WHAT NEEDS TO BE DONE: Copy each entry below exactly as it appears.
╭─ THE DATA
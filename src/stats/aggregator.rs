//! Aggregator Module
//! Summary metrics, grouped sums and arg-max lookups over a filtered view.

use crate::data::FilteredView;
use serde::Serialize;
use statrs::statistics::Statistics;
use std::collections::BTreeMap;

/// Sentinel shown wherever an aggregate is undefined for an empty view.
pub const NOT_AVAILABLE: &str = "N/A";

/// Everything the presentation layer needs from one filtered view.
#[derive(Debug, Clone, Default, PartialEq, Serialize)]
pub struct AggregateResult {
    pub record_count: usize,
    pub total_waste: f64,
    pub economic_loss: f64,
    /// `None` when the view is empty.
    pub avg_per_capita: Option<f64>,
    /// `None` when the view is empty.
    pub avg_household: Option<f64>,
    pub by_country: BTreeMap<String, f64>,
    pub by_category_spend: BTreeMap<String, f64>,
    pub by_year: BTreeMap<i64, f64>,
    pub top_waste_country: Option<String>,
    pub top_loss_category: Option<String>,
}

impl AggregateResult {
    pub fn top_waste_country_label(&self) -> &str {
        self.top_waste_country.as_deref().unwrap_or(NOT_AVAILABLE)
    }

    pub fn top_loss_category_label(&self) -> &str {
        self.top_loss_category.as_deref().unwrap_or(NOT_AVAILABLE)
    }
}

/// Computes aggregates for a filtered view.
pub struct Aggregator;

impl Aggregator {
    /// Compute every aggregate in one go.
    pub fn compute(view: &FilteredView<'_>) -> AggregateResult {
        let by_country = Self::by_country(view);
        let by_category_spend = Self::by_category_spend(view);

        AggregateResult {
            record_count: view.len(),
            total_waste: Self::total_waste(view),
            economic_loss: Self::economic_loss(view),
            avg_per_capita: Self::avg_per_capita(view),
            avg_household: Self::avg_household(view),
            by_year: Self::by_year(view),
            top_waste_country: Self::arg_max(&by_country).cloned(),
            top_loss_category: Self::arg_max(&by_category_spend).cloned(),
            by_country,
            by_category_spend,
        }
    }

    pub fn total_waste(view: &FilteredView<'_>) -> f64 {
        view.iter().map(|r| r.total_waste_tons).sum()
    }

    pub fn economic_loss(view: &FilteredView<'_>) -> f64 {
        view.iter().map(|r| r.economic_loss_musd).sum()
    }

    pub fn avg_per_capita(view: &FilteredView<'_>) -> Option<f64> {
        Self::mean(view.iter().map(|r| r.avg_waste_per_capita_kg))
    }

    pub fn avg_household(view: &FilteredView<'_>) -> Option<f64> {
        Self::mean(view.iter().map(|r| r.household_waste_pct))
    }

    /// Total waste per country.
    pub fn by_country(view: &FilteredView<'_>) -> BTreeMap<String, f64> {
        let mut groups: BTreeMap<String, f64> = BTreeMap::new();
        for r in view.iter() {
            *groups.entry(r.country.clone()).or_default() += r.total_waste_tons;
        }
        groups
    }

    /// Economic loss per food category.
    pub fn by_category_spend(view: &FilteredView<'_>) -> BTreeMap<String, f64> {
        let mut groups: BTreeMap<String, f64> = BTreeMap::new();
        for r in view.iter() {
            *groups.entry(r.food_category.clone()).or_default() += r.economic_loss_musd;
        }
        groups
    }

    /// Total waste per year, ascending by year.
    pub fn by_year(view: &FilteredView<'_>) -> BTreeMap<i64, f64> {
        let mut groups: BTreeMap<i64, f64> = BTreeMap::new();
        for r in view.iter() {
            *groups.entry(r.year).or_default() += r.total_waste_tons;
        }
        groups
    }

    /// Key with the largest value. Ties go to the smallest key.
    pub fn arg_max<K: Ord>(groups: &BTreeMap<K, f64>) -> Option<&K> {
        let mut best: Option<(&K, f64)> = None;
        for (key, &value) in groups {
            match best {
                Some((_, best_value)) if value <= best_value => {}
                _ => best = Some((key, value)),
            }
        }
        best.map(|(key, _)| key)
    }

    fn mean(values: impl Iterator<Item = f64>) -> Option<f64> {
        let values: Vec<f64> = values.collect();
        if values.is_empty() {
            return None;
        }
        let mean = Statistics::mean(&values);
        (!mean.is_nan()).then_some(mean)
    }
}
╰─
RESPONSE AREA:
filename src/stats/aggregator.rs
//! Aggregator Module
//! Summary metrics, grouped sums and arg-max lookups over a filtered view.

use crate::data::FilteredView;
use serde::Serialize;
use statrs::statistics::Statistics;
use std::collections::BTreeMap;

/// Sentinel shown wherever an aggregate is undefined for an empty view.
pub const NOT_AVAILABLE: &str = "N/A";

/// Everything the presentation layer needs from one filtered view.
#[derive(Debug, Clone, Default, PartialEq, Serialize)]
pub struct AggregateResult {
    pub record_count: usize,
    pub total_waste: f64,
    pub economic_loss: f64,
    /// `None` when the view is empty.
    pub avg_per_capita: Option<f64>,
    /// `None` when the view is empty.
    pub avg_household: Option<f64>,
    pub by_country: BTreeMap<String, f64>,
    pub by_category_spend: BTreeMap<String, f64>,
    pub by_year: BTreeMap<i64, f64>,
    pub top_waste_country: Option<String>,
    pub top_loss_category: Option<String>,
}

impl AggregateResult {
    pub fn top_waste_country_label(&self) -> &str {
        self.top_waste_country.as_deref().unwrap_or(NOT_AVAILABLE)
    }

    pub fn top_loss_category_label(&self) -> &str {
        self.top_loss_category.as_deref().unwrap_or(NOT_AVAILABLE)
    }
}

/// Computes aggregates for a filtered view.
pub struct Aggregator;

impl Aggregator {
    /// Compute every aggregate in one go.
    pub fn compute(view: &FilteredView<'_>) -> AggregateResult {
        let by_country = Self::by_country(view);
        let by_category_spend = Self::by_category_spend(view);

        AggregateResult {
            record_count: view.len(),
            total_waste: Self::total_waste(view),
            economic_loss: Self::economic_loss(view),
            avg_per_capita: Self::avg_per_capita(view),
            avg_household: Self::avg_household(view),
            by_year: Self::by_year(view),
            top_waste_country: Self::arg_max(&by_country).cloned(),
            top_loss_category: Self::arg_max(&by_category_spend).cloned(),
            by_country,
            by_category_spend,
        }
    }

    pub fn total_waste(view: &FilteredView<'_>) -> f64 {
        view.iter().map(|r| r.total_waste_tons).sum()
    }

    pub fn economic_loss(view: &FilteredView<'_>) -> f64 {
        view.iter().map(|r| r.economic_loss_musd).sum()
    }

    pub fn avg_per_capita(view: &FilteredView<'_>) -> Option<f64> {
        Self::mean(view.iter().map(|r| r.avg_waste_per_capita_kg))
    }

    pub fn avg_household(view: &FilteredView<'_>) -> Option<f64> {
        Self::mean(view.iter().map(|r| r.household_waste_pct))
    }

    /// Total waste per country.
    pub fn by_country(view: &FilteredView<'_>) -> BTreeMap<String, f64> {
        let mut groups: BTreeMap<String, f64> = BTreeMap::new();
        for r in view.iter() {
            *groups.entry(r.country.clone()).or_default() += r.total_waste_tons;
        }
        groups
    }

    /// Economic loss per food category.
    pub fn by_category_spend(view: &FilteredView<'_>) -> BTreeMap<String, f64> {
        let mut groups: BTreeMap<String, f64> = BTreeMap::new();
        for r in view.iter() {
            *groups.entry(r.food_category.clone()).or_default() += r.economic_loss_musd;
        }
        groups
    }

    /// Total waste per year, ascending by year.
    pub fn by_year(view: &FilteredView<'_>) -> BTreeMap<i64, f64> {
        let mut groups: BTreeMap<i64, f64> = BTreeMap::new();
        for r in view.iter() {
            *groups.entry(r.year).or_default() += r.total_waste_tons;
        }
        groups
    }

    /// Key with the largest value. Ties go to the smallest key.
    pub fn arg_max<K: Ord>(groups: &BTreeMap<K, f64>) -> Option<&K> {
        let mut best: Option<(&K, f64)> = None;
        for (key, &value) in groups {
            match best {
                Some((_, best_value)) if value <= best_value => {}
                _ => best = Some((key, value)),
            }
        }
        best.map(|(key, _)| key)
    }

    fn mean(values: impl Iterator<Item = f64>) -> Option<f64> {
        let values: Vec<f64> = values.collect();
        if values.is_empty() {
            return None;
        }
        let mean = Statistics::mean(&values);
        (!mean.is_nan()).then_some(mean)
    }
}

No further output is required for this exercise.